16 de janeiro de 2014

E se for pra ser especial, vai ser

Clara sempre foi meio estranha. Tinha tudo o que uma garota de 17 anos gostaria de ter: uma vida relativamente boa, amigos por toda parte, roupas para dar e vender e todos os tipos de aparelhos eletrônicos de última geração que se possa imaginar. Até aí tudo bem, não era exatamente disso que Clara vivia reclamando. Na verdade, nem ela sabia direito o que lhe faltava.

Certo dia, num desses em que qualquer adolescente gostaria de não ser incomodado, sua mãe entrou em seu quarto de repente, assim, de supetão. E, na maior alegria, anunciou:

– Arrume uma mala, estamos indo visitar a sua vó.
– Mas O QUE? Que diab... eu não vou! Mãe, pelo amor de Deus, você sabe onde a vovó mora? Pois é, nem eu. E sabe por quê? Porque ela mora NO MEIO DO MATO! Ui, só de imaginar...
– Só arrume suas coisas, Clara. Você vai. Ponto final.
– Eu já disse que não v... MÃE, VOLTE AQUI! NÃO ME DEIXE FALANDO SOZINHA! saco.

De cara amarrada, a menina separou seu iPad, iPod, iPhone e todos os ai possíveis. Não podia esquecer de nada, ai-meu-deus se esquecesse. Só depois de verificar se já estava tudo em seu devido lugar, Clara se concentrou nas roupas. Vestidos saias blusinhas top tênis (não, tênis não) sandálias sapatilhas o-raio-que-o-parta. O que se usa no meio do mato?, pensou. Foco. Pegou calcinhas, sutiãs, lingeries mais, hum, calientes. Clara era, definitivamente, precavida e isso ninguém podia negar.

Desceu as escadas e foi direto para o carro.

– Vamos! Antes que eu desista, porque sabe...
– Me dá um tempo! – reprimiu a mãe.

Em todo o trajeto não tirou os fones do ouvido. Estava ouvindo um tipo de rock melodramático e pesado, porque precisava expressar a sua raiva e indignação, por-favor-né. Após duas horas e meia de tortura viagem, chegaram na casa da vovó Lurdes. Clara adorava a sua vó, só não aprovava onde ela resolveu morar de uns anos pra cá.

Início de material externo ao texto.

/// One-byte opcode table.
pub static OPCODE_TABLE: [Slot; 256] = {
    let mut table: [Slot; 256] = [EMPTY; 256];

    let rows: [(usize, &str, Operation, bool); 8] = [
        (0x00, "add", Operation::Add, false),
        (0x08, "or", Operation::Or, false),
        (0x10, "adc", Operation::AddWithCarry, false),
        (0x18, "sbb", Operation::SubWithBorrow, false),
        (0x20, "and", Operation::And, false),
        (0x28, "sub", Operation::Sub, false),
        (0x30, "xor", Operation::Xor, false),
        (0x38, "cmp", Operation::Compare, true),
    ];
    let mut row = 0;
    while row < rows.len() {
        let (base, mnemonic, operation, compare) = rows[row];
        let slots = alu_row(mnemonic, operation, compare);
        let mut j = 0;
        while j < 6 {
            table[base + j] = slots[j];
            j += 1;
        }
        row += 1;
    }

    // PUSH/POP segment registers (not valid in 64-bit mode)
    table[0x06] = entry_with(push_seg(T_PUSH_ES).with_flags(ONLY_32));
    table[0x07] = entry_with(pop_seg(T_POP_ES).with_flags(ONLY_32));
    table[0x0E] = entry_with(push_seg(T_PUSH_CS).with_flags(ONLY_32));
    table[0x16] = entry_with(push_seg(T_PUSH_SS).with_flags(ONLY_32));
    table[0x17] = entry_with(pop_seg(T_POP_SS).with_flags(ONLY_32));
    table[0x1E] = entry_with(push_seg(T_PUSH_DS).with_flags(ONLY_32));
    table[0x1F] = entry_with(pop_seg(T_POP_DS).with_flags(ONLY_32));

    // BCD adjustments
    table[0x27] = entry_with(OpcodeEntry::new("daa", Operation::DecimalAdjust, &[]).with_flags(ONLY_32));
    table[0x2F] = entry_with(OpcodeEntry::new("das", Operation::DecimalAdjust, &[]).with_flags(ONLY_32));
    table[0x37] = entry_with(OpcodeEntry::new("aaa", Operation::DecimalAdjust, &[]).with_flags(ONLY_32));
    table[0x3F] = entry_with(OpcodeEntry::new("aas", Operation::DecimalAdjust, &[]).with_flags(ONLY_32));

    // INC/DEC r32 (REX prefixes in 64-bit mode), PUSH/POP r
    let mut i = 0;
    while i < 8 {
        table[0x40 + i] = entry_with(OpcodeEntry::new("inc", Operation::Inc, T_ZV_RW).with_flags(ONLY_32));
        table[0x48 + i] = entry_with(OpcodeEntry::new("dec", Operation::Dec, T_ZV_RW).with_flags(ONLY_32));
        table[0x50 + i] = entry_with(OpcodeEntry::new("push", Operation::Push, T_ZV_R).with_flags(DEFAULT_64));
        table[0x58 + i] = entry_with(OpcodeEntry::new("pop", Operation::Pop, T_ZV_W).with_flags(DEFAULT_64));
        i += 1;
    }

    table[0x60] = entry_with(
        OpcodeEntry::new("pusha", Operation::Push, &[])
            .with_sized(["pusha", "pushad", "pushad"])
            .with_flags(ONLY_32),
    );
    table[0x61] = entry_with(
        OpcodeEntry::new("popa", Operation::Pop, &[])
            .with_sized(["popa", "popad", "popad"])
            .with_flags(ONLY_32),
    );

    // MOVSXD (sign-extend dword to qword)
    table[0x63] = entry_with(OpcodeEntry::new("movsxd", Operation::SignExtend, T_MOV_GV_ED).with_flags(ONLY_64));

    table[0x68] = entry_with(OpcodeEntry::new("push", Operation::Push, T_IZ).with_flags(DEFAULT_64));
    table[0x69] = entry("imul", Operation::Mul, T_IMUL_IZ);
    table[0x6A] = entry_with(OpcodeEntry::new("push", Operation::Push, T_IB).with_flags(DEFAULT_64));
    table[0x6B] = entry("imul", Operation::Mul, T_IMUL_IB);

    // Jcc rel8
    let mut cc = 0;
    while cc < 16 {
        table[0x70 + cc] = entry_with(
            OpcodeEntry::new(JCC[cc], Operation::ConditionalJump, T_JB).with_flags(DEFAULT_64),
        );
        cc += 1;
    }

    table[0x80] = Slot::Group(GROUP_1_EB_IB);
    table[0x81] = Slot::Group(GROUP_1_EV_IZ);
    // 0x82 aliases 0x80 outside 64-bit mode; resolved by the decoder
    table[0x82] = Slot::Group(GROUP_1_EB_IB);
    table[0x83] = Slot::Group(GROUP_1_EV_IB);

    table[0x84] = entry("test", Operation::Test, T_EB_GB_R);
    table[0x85] = entry("test", Operation::Test, T_EV_GV_R);
    table[0x86] = lockable("xchg", Operation::Exchange, T_XCHG_EB_GB);
    table[0x87] = lockable("xchg", Operation::Exchange, T_XCHG_EV_GV);

    // MOV
    table[0x88] = entry("mov", Operation::Move, T_MOV_EB_GB);
    table[0x89] = entry("mov", Operation::Move, T_MOV_EV_GV);
    table[0x8A] = entry("mov", Operation::Move, T_MOV_GB_EB);
    table[0x8B] = entry("mov", Operation::Move, T_MOV_GV_EV);

    // MOV r/m, Sreg / MOV Sreg, r/m
    table[0x8C] = entry("mov", Operation::Move, T_MOV_EV_SW);
    table[0x8E] = entry("mov", Operation::Move, T_MOV_SW_EW);

    // LEA r, m
    table[0x8D] = entry("lea", Operation::LoadEffectiveAddress, T_LEA);
    table[0x8F] = Slot::Group(GROUP_1A);

    // NOP / XCHG r, eAX
    table[0x90] = entry("nop", Operation::Nop, &[]);
    let mut r = 1;
    while r < 8 {
        table[0x90 + r] = entry("xchg", Operation::Exchange, T_XCHG_ZV_EAX);
        r += 1;
    }

    table[0x98] = entry_with(OpcodeEntry::new("cwde", Operation::Convert, &[]).with_sized(["cbw", "cwde", "cdqe"]));
    table[0x99] = entry_with(OpcodeEntry::new("cdq", Operation::Convert, &[]).with_sized(["cwd", "cdq", "cqo"]));
    table[0x9C] = entry_with(
        OpcodeEntry::new("pushf", Operation::Push, &[])
            .with_sized(["pushf", "pushfd", "pushfq"])
            .with_flags(DEFAULT_64),
    );
    table[0x9D] = entry_with(
        OpcodeEntry::new("popf", Operation::Pop, &[])
            .with_sized(["popf", "popfd", "popfq"])
            .with_flags(DEFAULT_64),
    );
    table[0x9E] = entry("sahf", Operation::FlagControl, &[]);
    table[0x9F] = entry("lahf", Operation::FlagControl, &[]);

    // MOV AL/eAX <-> moffs
    table[0xA0] = entry("mov", Operation::Move, T_MOV_AL_OB);
    table[0xA1] = entry("mov", Operation::Move, T_MOV_EAX_OV);
    table[0xA2] = entry("mov", Operation::Move, T_MOV_OB_AL);
    table[0xA3] = entry("mov", Operation::Move, T_MOV_OV_EAX);

    // String operations (implicit operands)
    table[0xA4] = entry("movsb", Operation::String, &[]);
    table[0xA5] = entry_with(OpcodeEntry::new("movsd", Operation::String, &[]).with_sized(["movsw", "movsd", "movsq"]));
    table[0xA6] = entry("cmpsb", Operation::String, &[]);
    table[0xA7] = entry_with(OpcodeEntry::new("cmpsd", Operation::String, &[]).with_sized(["cmpsw", "cmpsd", "cmpsq"]));
    table[0xAA] = entry("stosb", Operation::String, &[]);
    table[0xAB] = entry_with(OpcodeEntry::new("stosd", Operation::String, &[]).with_sized(["stosw", "stosd", "stosq"]));
    table[0xAC] = entry("lodsb", Operation::String, &[]);
    table[0xAD] = entry_with(OpcodeEntry::new("lodsd", Operation::String, &[]).with_sized(["lodsw", "lodsd", "lodsq"]));
    table[0xAE] = entry("scasb", Operation::String, &[]);
    table[0xAF] = entry_with(OpcodeEntry::new("scasd", Operation::String, &[]).with_sized(["scasw", "scasd", "scasq"]));

    // TEST AL/eAX, imm
    table[0xA8] = entry("test", Operation::Test, T_AL_IB_R);
    table[0xA9] = entry("test", Operation::Test, T_EAX_IZ_R);

    // MOV r, imm
    let mut r = 0;
    while r < 8 {
        table[0xB0 + r] = entry("mov", Operation::Move, T_MOV_ZB_IB);
        table[0xB8 + r] = entry("mov", Operation::Move, T_MOV_ZV_IV);
        r += 1;
    }

    table[0xC0] = Slot::Group(GROUP_2_EB_IB);
    table[0xC1] = Slot::Group(GROUP_2_EV_IB);
    table[0xC2] = entry_with(OpcodeEntry::new("ret", Operation::Return, T_IW_U).with_flags(DEFAULT_64));
    table[0xC3] = entry_with(OpcodeEntry::new("ret", Operation::Return, &[]).with_flags(DEFAULT_64));
    table[0xC6] = Slot::Group(GROUP_11_EB);
    table[0xC7] = Slot::Group(GROUP_11_EV);
    table[0xC8] = entry_with(OpcodeEntry::new("enter", Operation::Enter, T_ENTER).with_flags(DEFAULT_64));
    table[0xC9] = entry_with(OpcodeEntry::new("leave", Operation::Leave, &[]).with_flags(DEFAULT_64));

    // INT 3 / INT imm8 / INTO
    table[0xCC] = entry("int3", Operation::Interrupt, &[]);
    table[0xCD] = entry("int", Operation::Interrupt, T_IB_U);
    table[0xCE] = entry_with(OpcodeEntry::new("into", Operation::Interrupt, &[]).with_flags(ONLY_32));

    table[0xD0] = Slot::Group(GROUP_2_EB_1);
    table[0xD1] = Slot::Group(GROUP_2_EV_1);
    table[0xD2] = Slot::Group(GROUP_2_EB_CL);
    table[0xD3] = Slot::Group(GROUP_2_EV_CL);
    // XLAT: AL = [rBX + AL]
    table[0xD7] = entry("xlatb", Operation::Load, &[]);

    // LOOPcc / JCXZ
    table[0xE0] = entry_with(OpcodeEntry::new("loopne", Operation::Loop, T_JB).with_flags(DEFAULT_64));
    table[0xE1] = entry_with(OpcodeEntry::new("loope", Operation::Loop, T_JB).with_flags(DEFAULT_64));
    table[0xE2] = entry_with(OpcodeEntry::new("loop", Operation::Loop, T_JB).with_flags(DEFAULT_64));
    table[0xE3] = entry_with(OpcodeEntry::new("jecxz", Operation::ConditionalJump, T_JB).with_flags(DEFAULT_64));

    // Port I/O
    table[0xE4] = entry("in", Operation::PortIo, T_IN_AL_IB);
    table[0xE5] = entry("in", Operation::PortIo, T_IN_EAX_IB);
    table[0xE6] = entry("out", Operation::PortIo, T_OUT_IB_AL);
    table[0xE7] = entry("out", Operation::PortIo, T_OUT_IB_EAX);
    table[0xEC] = entry("in", Operation::PortIo, T_IN_AL_DX);
    table[0xED] = entry("in", Operation::PortIo, T_IN_EAX_DX);
    table[0xEE] = entry("out", Operation::PortIo, T_OUT_DX_AL);
    table[0xEF] = entry("out", Operation::PortIo, T_OUT_DX_EAX);

    // CALL/JMP
    table[0xE8] = entry_with(OpcodeEntry::new("call", Operation::Call, T_JZ).with_flags(DEFAULT_64));
    table[0xE9] = entry_with(OpcodeEntry::new("jmp", Operation::Jump, T_JZ).with_flags(DEFAULT_64));
    table[0xEB] = entry_with(OpcodeEntry::new("jmp", Operation::Jump, T_JB).with_flags(DEFAULT_64));

    table[0xF4] = entry("hlt", Operation::Halt, &[]);
    table[0xF5] = entry("cmc", Operation::FlagControl, &[]);
    table[0xF6] = Slot::Group(GROUP_3_EB);
    table[0xF7] = Slot::Group(GROUP_3_EV);
    table[0xF8] = entry("clc", Operation::FlagControl, &[]);
    table[0xF9] = entry("stc", Operation::FlagControl, &[]);
    table[0xFA] = entry("cli", Operation::FlagControl, &[]);
    table[0xFB] = entry("sti", Operation::FlagControl, &[]);
    table[0xFC] = entry("cld", Operation::FlagControl, &[]);
    table[0xFD] = entry("std", Operation::FlagControl, &[]);
    table[0xFE] = Slot::Group(GROUP_4);
    table[0xFF] = Slot::Group(GROUP_5);

    table
};

/// Two-byte opcode table (0x0F escape).
pub static OPCODE_TABLE_0F: [Slot; 256] = {
    let mut table: [Slot; 256] = [EMPTY; 256];

    table[0x05] = entry_with(OpcodeEntry::new("syscall", Operation::Syscall, &[]).with_flags(ONLY_64));
    table[0x0B] = entry("ud2", Operation::Undefined, &[]);
    table[0x0D] = Slot::Group(GROUP_P);
    table[0x18] = Slot::Group(GROUP_16);
    // Hint NOPs (0F 19-1E) and the multi-byte NOP (0F 1F)
    let mut hint = 0x19;
    while hint <= 0x1F {
        table[hint] = entry("nop", Operation::Nop, T_EV_NONE);
        hint += 1;
    }
    table[0x31] = entry("rdtsc", Operation::Other(0x31), &[]);
    table[0x34] = entry("sysenter", Operation::Syscall, &[]);
    table[0xA2] = entry("cpuid", Operation::Other(0xA2), &[]);

    table[0xA0] = entry_with(push_seg(T_PUSH_FS));
    table[0xA1] = entry_with(pop_seg(T_POP_FS));
    table[0xA8] = entry_with(push_seg(T_PUSH_GS));
    table[0xA9] = entry_with(pop_seg(T_POP_GS));

    let mut cc = 0;
    while cc < 16 {
        table[0x40 + cc] = entry(CMOVCC[cc], Operation::ConditionalMove, T_GV_EV);
        table[0x80 + cc] = entry_with(
            OpcodeEntry::new(JCC[cc], Operation::ConditionalJump, T_JZ).with_flags(DEFAULT_64),
        );
        table[0x90 + cc] = entry(SETCC[cc], Operation::SetCondition, T_EB_W);
        cc += 1;
    }

    table[0xA3] = entry("bt", Operation::BitTest, T_EV_GV_R);
    table[0xAB] = lockable("bts", Operation::BitTest, T_EV_GV);
    table[0xAF] = entry("imul", Operation::Mul, T_GV_EV);
    table[0xB3] = lockable("btr", Operation::BitTest, T_EV_GV);
    table[0xBB] = lockable("btc", Operation::BitTest, T_EV_GV);
    table[0xBA] = Slot::Group(GROUP_8);

    // SHLD / SHRD
    table[0xA4] = entry("shld", Operation::ShiftDouble, T_SHIFTD_IB);
    table[0xA5] = entry("shld", Operation::ShiftDouble, T_SHIFTD_CL);
    table[0xAC] = entry("shrd", Operation::ShiftDouble, T_SHIFTD_IB);
    table[0xAD] = entry("shrd", Operation::ShiftDouble, T_SHIFTD_CL);

    // CMPXCHG / XADD (accumulator and flags are implicit)
    table[0xB0] = lockable("cmpxchg", Operation::CompareExchange, T_EB_GB);
    table[0xB1] = lockable("cmpxchg", Operation::CompareExchange, T_EV_GV);
    table[0xC0] = lockable("xadd", Operation::ExchangeAdd, T_XCHG_EB_GB);
    table[0xC1] = lockable("xadd", Operation::ExchangeAdd, T_XCHG_EV_GV);
    table[0xC7] = Slot::Group(GROUP_9);

    // BSF / BSR (TZCNT / LZCNT under F3)
    table[0xBC] = entry("bsf", Operation::BitScan, T_MOV_GV_EV);
    table[0xBD] = entry("bsr", Operation::BitScan, T_MOV_GV_EV);

    // MOVZX / MOVSX
    table[0xB6] = entry("movzx", Operation::ZeroExtend, T_MOV_GV_EB);
    table[0xB7] = entry("movzx", Operation::ZeroExtend, T_MOV_GV_EW);
    table[0xBE] = entry("movsx", Operation::SignExtend, T_MOV_GV_EB);
    table[0xBF] = entry("movsx", Operation::SignExtend, T_MOV_GV_EW);

    // BSWAP r
    let mut r = 0;
    while r < 8 {
        table[0xC8 + r] = entry("bswap", Operation::ByteSwap, T_ZV_RW);
        r += 1;
    }

    table
};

– Vovó! – disse a menina com um sorriso no rosto.
– Olá, Clara. Como tem passado?
– Bem e a senhora? – a essa altura, ela já tinha largado sua mala em algum canto qualquer da casa.
– Estou bem, filha. Mas, olha só, vocês chegaram cedo demais, não me deixando terminar nem o jantar direito. Então leve esse seu corpinho pra passear e só volte daqui umas duas horas.
– Mas HEIN?! – e, ao ver o olhar de reprovação de sua mãe, saiu voando dali.

Clara não sabia direito o que fazer. Não conhecia sequer o lugar que estava. Pensou em dar uma andada pela vizinhança, mas e se não conseguisse achar o caminho de volta? Que se dane!, e foi. Andou andou andou - e tudo o que via eram árvores - até que avistou uma pracinha com uns bancos e umas pessoas caipiras simpáticas por ali. Resolveu se juntar a elas.

Sentou-se em um lugar vago e ficou a observar a vida "agitada" daquelas pessoas. Entediada do nada, puxou o celular do bolso.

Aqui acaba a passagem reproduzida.